Hector et Andromaque
De Chirico, 1917, Galleria Nazionale d’Arte Moderna, Rome
La famille du Peintre
De Chirico, 1926, Tate gallery
Il développera ensuite le thème de multiples manières, jusqu’à en faire un procédé. [7a]
Mère et fils Carlo Carrà, 1917, Pinacoteca di Brera, Milan Nature morte, Giorgio Morandi, 1918, Pinacoteca di Brera, Milan
En 1916, Carrà rencontre De Chirico et passe du futurisme à la peinture métaphysique. Imité bientôt par Morandi.
Casorati
Mannequins, Museo del Novecento, Milan, photo jean louis mazieres Madre o Maternità, Gemäldegalerie Berlin
Felice Casorati, 1924,
Dans un de ses très rares autoportraits, Casorati se montre en train de peindre (de la main gauche) dans un miroir, qui renverse l’image du tableau dans le tableau (« Maternità », peint la même année 1924).

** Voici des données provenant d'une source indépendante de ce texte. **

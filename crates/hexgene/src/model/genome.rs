//! The decoded genome aggregate.

use serde::Serialize;

use crate::model::{BodySkin, Class, PartRecord, PartType, Region, Tag};

/// The three inherited pattern slots, as raw bit-strings.
///
/// Pattern bits have no table behind them; they are passed through as
/// sliced from the pattern group.
#[derive(Debug, Clone, PartialEq, Eq, Serialize)]
pub struct PatternGene {
    pub d: String,
    pub r1: String,
    pub r2: String,
}

/// The three inherited color slots, resolved to palette tokens of the
/// genome's class.
#[derive(Debug, Clone, PartialEq, Eq, Serialize)]
pub struct ColorGene {
    pub d: String,
    pub r1: String,
    pub r2: String,
}

/// A fully decoded genome.
///
/// Produced once per decode and never mutated afterwards. Every field holds
/// a resolved value; a genome with an unresolvable field is never
/// constructed (the decode fails instead).
#[derive(Debug, Clone, PartialEq, Eq, Serialize)]
#[serde(rename_all = "camelCase")]
pub struct Genome {
    pub class: Class,
    pub region: Region,
    pub tag: Tag,
    pub body_skin: BodySkin,
    pub pattern: PatternGene,
    pub color: ColorGene,
    pub eyes: PartRecord,
    pub ears: PartRecord,
    pub mouth: PartRecord,
    pub horn: PartRecord,
    pub back: PartRecord,
    pub tail: PartRecord,
}

impl Genome {
    /// Returns the record for one body part.
    pub fn part(&self, part_type: PartType) -> &PartRecord {
        match part_type {
            PartType::Eyes => &self.eyes,
            PartType::Ears => &self.ears,
            PartType::Mouth => &self.mouth,
            PartType::Horn => &self.horn,
            PartType::Back => &self.back,
            PartType::Tail => &self.tail,
        }
    }

    /// Iterates over all six parts in canonical order.
    pub fn parts(&self) -> impl Iterator<Item = (PartType, &PartRecord)> {
        PartType::ALL.into_iter().map(|pt| (pt, self.part(pt)))
    }
}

A l’opposé des faces aveugles de leurs devanciers, les deux mannequins complètent par leur regard ce qui manque aux personnages tout en inversant leur sexe :
- le mannequin mâle a les yeux baissés, comme la mère ;
- le mannequin femelle a des yeux pénétrants, comme le peintre.
Le mannequin rose, 1934, Casorati Photographie de Casorati par Herbert List, 1949
Sans s’enfermer dans la formule, Casorati fera de loin en loin un clin d’oeil au mannequin.
Mannequin jouant de la musique, 1934 Mannequin jouant du piano, 1946
Nature morte au mannequin, date inconnue
Adriano Gajoni
L’effet d’étrangeté et de modernisme que véhicule le mannequin ouvre la porte à une certaine facilité.
Autoritratto nello studio di via De Spuches
Michele Dixit, 1942
Une oeuvre isolée du peintre sicilien, réalisée juste avant son départ pour le front yougoslave : les grands tableaux aux murs montrent comment l’art réussit à transfigurer en Vierge ou en ange la présence prosaïque du mannequin.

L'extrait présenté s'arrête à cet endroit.